Material to process:
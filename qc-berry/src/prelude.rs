//! 🍇欢迎光临🍓
//!
//! 涵盖了本 crate 一系列常用的功能.

pub use crate::config::{Field, FieldMap, QcConfig};
pub use crate::data::visit::{normalize_visit, visit_rollup};
pub use crate::data::{Delimiter, RawTable, SessionRecord, SessionTable};
pub use crate::error::{ListParseError, QcError, QcResult};

pub use crate::heuristics::{Heuristic, HeuristicMask};
pub use crate::pipeline::{Diagnostic, PhaseSummary, SessionFilterPipeline};

pub use crate::dataset::bids::BidsEntities;
pub use crate::dataset::freesurfer::{extract_tree, EulerExtraction};
pub use crate::euler::EulerOutliers;
pub use crate::inclusion::{finalize, InclusionDecision};
pub use crate::motion::MotionBatch;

Your task: The response must restate every entry word for word.

Written reply:
filename qc-berry/src/prelude.rs
//! 🍇欢迎光临🍓
//!
//! 涵盖了本 crate 一系列常用的功能.

pub use crate::config::{Field, FieldMap, QcConfig};
pub use crate::data::visit::{normalize_visit, visit_rollup};
pub use crate::data::{Delimiter, RawTable, SessionRecord, SessionTable};
pub use crate::error::{ListParseError, QcError, QcResult};

pub use crate::heuristics::{Heuristic, HeuristicMask};
pub use crate::pipeline::{Diagnostic, PhaseSummary, SessionFilterPipeline};

pub use crate::dataset::bids::BidsEntities;
pub use crate::dataset::freesurfer::{extract_tree, EulerExtraction};
pub use crate::euler::EulerOutliers;
pub use crate::inclusion::{finalize, InclusionDecision};
pub use crate::motion::MotionBatch;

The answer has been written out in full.